*** Begin section ***

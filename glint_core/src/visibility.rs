// Copyright 2026 the Glint Authors
// SPDX-License-Identifier: Apache-2.0 OR MIT

//! One-shot visibility watching.
//!
//! A [`VisibilityWatcher`] stands in front of one platform observation
//! primitive (an `IntersectionObserver` in browsers) for one group of
//! elements. The primitive applies the [`ObserverOptions`] and reports
//! [`ObservationEntry`] values; the watcher turns those into "became
//! visible" events with one-shot semantics:
//!
//! - The first qualifying entry for an element fires it and detaches it, so
//!   visibility loss and regain never fire again.
//! - Entries for elements the watcher never observed, or already fired, are
//!   ignored.
//!
//! When the platform has no observation primitive the watcher is created
//! [`Degraded`](Availability::Degraded) and fires every element as soon as it
//! is observed, so content gated on visibility is never stuck hidden.
//!
//! [`intersection_ratio`] and [`VisibilityWatcher::entry_for`] compute
//! entries from geometry. They model the primitive for tests and headless
//! hosts.

use alloc::vec::Vec;

use kurbo::Rect;

use crate::element::ElementId;
use crate::time::HostTime;

/// Root margin around the viewport, in pixels, using CSS margin order.
///
/// Positive values grow the observed region; negative values shrink it.
#[derive(Clone, Copy, Debug, Default, PartialEq)]
pub struct RootMargin {
    /// Top edge offset.
    pub top: f64,
    /// Right edge offset.
    pub right: f64,
    /// Bottom edge offset.
    pub bottom: f64,
    /// Left edge offset.
    pub left: f64,
}

impl RootMargin {
    /// No margin.
    pub const ZERO: Self = Self {
        top: 0.0,
        right: 0.0,
        bottom: 0.0,
        left: 0.0,
    };

    /// A margin applied to the bottom edge only.
    #[must_use]
    pub const fn bottom(px: f64) -> Self {
        Self {
            bottom: px,
            ..Self::ZERO
        }
    }

    /// Applies the margin to a root rectangle.
    #[must_use]
    pub fn apply(self, root: Rect) -> Rect {
        Rect::new(
            root.x0 - self.left,
            root.y0 - self.top,
            root.x1 + self.right,
            root.y1 + self.bottom,
        )
    }
}

/// Options handed to the observation primitive.
#[derive(Clone, Copy, Debug, PartialEq)]
pub struct ObserverOptions {
    /// Fraction of the element that must be inside the root region.
    pub threshold: f64,
    /// Margin applied to the viewport before intersecting.
    pub root_margin: RootMargin,
}

impl ObserverOptions {
    /// Options with a threshold and no root margin.
    #[must_use]
    pub const fn threshold(threshold: f64) -> Self {
        Self {
            threshold,
            root_margin: RootMargin::ZERO,
        }
    }
}

/// One visibility report from the observation primitive.
#[derive(Clone, Copy, Debug, PartialEq)]
pub struct ObservationEntry {
    /// The reported element.
    pub element: ElementId,
    /// Whether the element meets the observer's threshold.
    pub is_intersecting: bool,
    /// Visible fraction of the element.
    pub ratio: f64,
    /// When the primitive observed the change.
    pub time: HostTime,
}

/// Whether a platform observation primitive backs the watcher.
#[derive(Clone, Copy, Debug, PartialEq, Eq, Hash)]
pub enum Availability {
    /// The primitive exists; elements fire on qualifying entries.
    Available,
    /// No primitive; elements fire as soon as they are observed.
    Degraded,
}

/// A one-shot watcher over one element group.
#[derive(Clone, Debug)]
pub struct VisibilityWatcher {
    options: ObserverOptions,
    availability: Availability,
    observing: Vec<ElementId>,
    fired: Vec<ElementId>,
}

impl VisibilityWatcher {
    /// Creates a watcher with nothing observed yet.
    #[must_use]
    pub fn new(options: ObserverOptions, availability: Availability) -> Self {
        Self {
            options,
            availability,
            observing: Vec::new(),
            fired: Vec::new(),
        }
    }

    /// Options for the backing primitive.
    #[must_use]
    pub const fn options(&self) -> ObserverOptions {
        self.options
    }

    /// Whether the watcher is degraded.
    #[must_use]
    pub const fn availability(&self) -> Availability {
        self.availability
    }

    /// Starts observing `elements`.
    ///
    /// Returns the elements that fired immediately, which is all newly
    /// observed ones when degraded and none otherwise. Elements already
    /// observed or already fired are skipped.
    pub fn observe(&mut self, elements: impl IntoIterator<Item = ElementId>) -> Vec<ElementId> {
        let mut immediate = Vec::new();
        for el in elements {
            if self.observing.contains(&el) || self.fired.contains(&el) {
                continue;
            }
            match self.availability {
                Availability::Available => self.observing.push(el),
                Availability::Degraded => {
                    self.fired.push(el);
                    immediate.push(el);
                }
            }
        }
        immediate
    }

    /// Consumes a batch of entries and returns the elements that became
    /// visible, in entry order. Fired elements stop being observed.
    pub fn deliver(&mut self, entries: &[ObservationEntry]) -> Vec<ElementId> {
        let mut fired = Vec::new();
        for entry in entries {
            if !entry.is_intersecting {
                continue;
            }
            if let Some(pos) = self.observing.iter().position(|e| *e == entry.element) {
                self.observing.remove(pos);
                self.fired.push(entry.element);
                fired.push(entry.element);
            }
        }
        fired
    }

    /// Elements still being observed.
    #[must_use]
    pub fn observing(&self) -> &[ElementId] {
        &self.observing
    }

    /// Returns whether `element` is still being observed.
    #[must_use]
    pub fn is_observing(&self, element: ElementId) -> bool {
        self.observing.contains(&element)
    }

    /// Returns whether `element` has fired.
    #[must_use]
    pub fn has_fired(&self, element: ElementId) -> bool {
        self.fired.contains(&element)
    }

    /// Builds the entry the primitive would report for `element` given its
    /// viewport-relative box and the viewport rectangle.
    #[must_use]
    pub fn entry_for(
        &self,
        element: ElementId,
        target: Rect,
        viewport: Rect,
        time: HostTime,
    ) -> ObservationEntry {
        let ratio = intersection_ratio(target, viewport, self.options.root_margin);
        ObservationEntry {
            element,
            is_intersecting: ratio > 0.0 && ratio >= self.options.threshold,
            ratio,
            time,
        }
    }
}

/// Fraction of `target` inside `viewport` grown (or shrunk) by `margin`.
///
/// A zero-area target counts as fully visible when its origin lies inside
/// the root region and invisible otherwise.
#[must_use]
pub fn intersection_ratio(target: Rect, viewport: Rect, margin: RootMargin) -> f64 {
    let root = margin.apply(viewport);
    let area = target.area();
    if area <= 0.0 {
        let inside = target.x0 >= root.x0
            && target.x0 <= root.x1
            && target.y0 >= root.y0
            && target.y0 <= root.y1;
        return if inside { 1.0 } else { 0.0 };
    }
    let overlap = target.intersect(root);
    (overlap.area() / area).clamp(0.0, 1.0)
}

#[cfg(test)]
mod tests {
    use super::*;

    const VIEWPORT: Rect = Rect::new(0.0, 0.0, 1000.0, 800.0);

    fn el(i: u32) -> ElementId {
        ElementId::from_index(i)
    }

    fn entry(element: ElementId, is_intersecting: bool) -> ObservationEntry {
        ObservationEntry {
            element,
            is_intersecting,
            ratio: if is_intersecting { 1.0 } else { 0.0 },
            time: HostTime(0),
        }
    }

    #[test]
    fn toggling_visibility_fires_once() {
        let mut w = VisibilityWatcher::new(ObserverOptions::threshold(0.5), Availability::Available);
        assert!(w.observe([el(0), el(1)]).is_empty());

        assert_eq!(w.deliver(&[entry(el(0), true)]), [el(0)]);
        assert!(w.deliver(&[entry(el(0), false)]).is_empty());
        assert!(w.deliver(&[entry(el(0), true)]).is_empty());
        assert!(!w.is_observing(el(0)));
        assert!(w.has_fired(el(0)));
        assert!(w.is_observing(el(1)));
    }

    #[test]
    fn duplicate_entries_in_one_batch_fire_once() {
        let mut w = VisibilityWatcher::new(ObserverOptions::threshold(0.1), Availability::Available);
        let _ = w.observe([el(3)]);
        assert_eq!(w.deliver(&[entry(el(3), true), entry(el(3), true)]), [el(3)]);
    }

    #[test]
    fn unobserved_elements_are_ignored() {
        let mut w = VisibilityWatcher::new(ObserverOptions::threshold(0.1), Availability::Available);
        let _ = w.observe([el(0)]);
        assert!(w.deliver(&[entry(el(9), true)]).is_empty());
    }

    #[test]
    fn degraded_watcher_fires_at_registration() {
        let mut w = VisibilityWatcher::new(ObserverOptions::threshold(0.4), Availability::Degraded);
        assert_eq!(w.observe([el(0), el(1)]), [el(0), el(1)]);
        assert!(w.observing().is_empty());
        // Re-observing a fired element does not fire it again.
        assert!(w.observe([el(1)]).is_empty());
        assert!(w.deliver(&[entry(el(0), true)]).is_empty());
    }

    #[test]
    fn ratio_respects_root_margin() {
        // 100px tall element whose bottom 50px hang below the fold.
        let target = Rect::new(0.0, 750.0, 100.0, 850.0);
        let plain = intersection_ratio(target, VIEWPORT, RootMargin::ZERO);
        assert!((plain - 0.5).abs() < 1e-9);

        // Shrinking the bottom by 60px leaves nothing visible.
        let shrunk = intersection_ratio(target, VIEWPORT, RootMargin::bottom(-60.0));
        assert!(shrunk.abs() < 1e-9);
    }

    #[test]
    fn entry_for_applies_threshold() {
        let w = VisibilityWatcher::new(ObserverOptions::threshold(0.5), Availability::Available);
        let target = Rect::new(0.0, 760.0, 100.0, 860.0); // 40% visible
        let e = w.entry_for(el(0), target, VIEWPORT, HostTime(5));
        assert!(!e.is_intersecting);
        assert!((e.ratio - 0.4).abs() < 1e-9);

        let target = Rect::new(0.0, 700.0, 100.0, 800.0); // fully visible
        assert!(w.entry_for(el(0), target, VIEWPORT, HostTime(6)).is_intersecting);
    }
}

*** End section ***

TO DO:
Please give the number of lines above that include the string "crate", with nothing added.

EXPECTED OUTPUT:
2